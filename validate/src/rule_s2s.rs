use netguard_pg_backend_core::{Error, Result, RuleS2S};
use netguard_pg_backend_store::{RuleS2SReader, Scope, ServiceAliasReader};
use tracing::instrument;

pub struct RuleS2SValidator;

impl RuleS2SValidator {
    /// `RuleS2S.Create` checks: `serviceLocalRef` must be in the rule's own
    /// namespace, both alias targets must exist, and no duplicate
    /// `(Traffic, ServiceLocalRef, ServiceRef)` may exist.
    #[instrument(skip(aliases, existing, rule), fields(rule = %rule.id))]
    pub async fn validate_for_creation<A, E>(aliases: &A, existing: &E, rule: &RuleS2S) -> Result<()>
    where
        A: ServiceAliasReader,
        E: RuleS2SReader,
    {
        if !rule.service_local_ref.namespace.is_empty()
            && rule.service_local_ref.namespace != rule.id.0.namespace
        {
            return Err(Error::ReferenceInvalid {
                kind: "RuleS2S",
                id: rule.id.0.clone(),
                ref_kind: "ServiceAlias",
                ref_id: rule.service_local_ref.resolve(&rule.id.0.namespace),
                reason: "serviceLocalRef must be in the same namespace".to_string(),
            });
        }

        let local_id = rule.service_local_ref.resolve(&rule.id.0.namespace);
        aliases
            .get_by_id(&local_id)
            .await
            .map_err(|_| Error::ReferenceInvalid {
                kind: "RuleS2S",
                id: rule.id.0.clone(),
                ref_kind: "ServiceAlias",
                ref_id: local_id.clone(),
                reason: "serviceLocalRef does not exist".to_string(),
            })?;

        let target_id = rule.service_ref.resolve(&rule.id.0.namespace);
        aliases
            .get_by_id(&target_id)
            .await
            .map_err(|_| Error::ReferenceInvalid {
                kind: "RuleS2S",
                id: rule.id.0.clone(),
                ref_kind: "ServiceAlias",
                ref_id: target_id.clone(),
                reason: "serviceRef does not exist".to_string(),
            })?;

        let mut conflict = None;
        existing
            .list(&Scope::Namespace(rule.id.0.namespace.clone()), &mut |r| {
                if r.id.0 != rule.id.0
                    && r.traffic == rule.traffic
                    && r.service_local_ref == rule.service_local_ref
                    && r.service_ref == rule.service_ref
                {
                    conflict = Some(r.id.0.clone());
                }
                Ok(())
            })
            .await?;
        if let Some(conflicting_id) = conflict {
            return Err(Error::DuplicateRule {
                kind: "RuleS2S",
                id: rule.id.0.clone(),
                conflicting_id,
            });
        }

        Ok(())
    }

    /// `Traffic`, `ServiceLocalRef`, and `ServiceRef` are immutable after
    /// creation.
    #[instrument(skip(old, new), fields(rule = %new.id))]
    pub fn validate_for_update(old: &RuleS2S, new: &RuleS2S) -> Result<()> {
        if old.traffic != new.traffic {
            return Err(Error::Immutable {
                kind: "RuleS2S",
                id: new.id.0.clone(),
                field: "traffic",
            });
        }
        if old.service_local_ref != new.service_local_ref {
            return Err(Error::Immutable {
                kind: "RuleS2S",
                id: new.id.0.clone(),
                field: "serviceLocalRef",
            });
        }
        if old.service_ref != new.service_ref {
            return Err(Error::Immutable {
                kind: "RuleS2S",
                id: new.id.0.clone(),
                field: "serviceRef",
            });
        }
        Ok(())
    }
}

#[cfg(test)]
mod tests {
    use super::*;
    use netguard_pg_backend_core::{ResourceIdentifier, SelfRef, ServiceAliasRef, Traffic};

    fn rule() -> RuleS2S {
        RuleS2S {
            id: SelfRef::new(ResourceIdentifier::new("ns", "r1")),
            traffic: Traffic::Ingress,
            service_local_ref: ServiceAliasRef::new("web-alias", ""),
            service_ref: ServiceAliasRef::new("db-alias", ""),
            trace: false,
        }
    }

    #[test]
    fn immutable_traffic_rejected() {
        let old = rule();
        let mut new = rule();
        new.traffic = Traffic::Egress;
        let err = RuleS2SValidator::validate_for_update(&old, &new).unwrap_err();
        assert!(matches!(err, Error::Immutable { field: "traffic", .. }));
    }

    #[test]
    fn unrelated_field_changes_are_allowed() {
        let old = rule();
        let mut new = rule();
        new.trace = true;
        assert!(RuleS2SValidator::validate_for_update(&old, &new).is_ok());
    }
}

## BRIEF
Among the records above, find each line containing the string "ServiceAliasReader" and copy it.

## YOUR SOLUTION
use netguard_pg_backend_store::{RuleS2SReader, Scope, ServiceAliasReader};
        A: ServiceAliasReader,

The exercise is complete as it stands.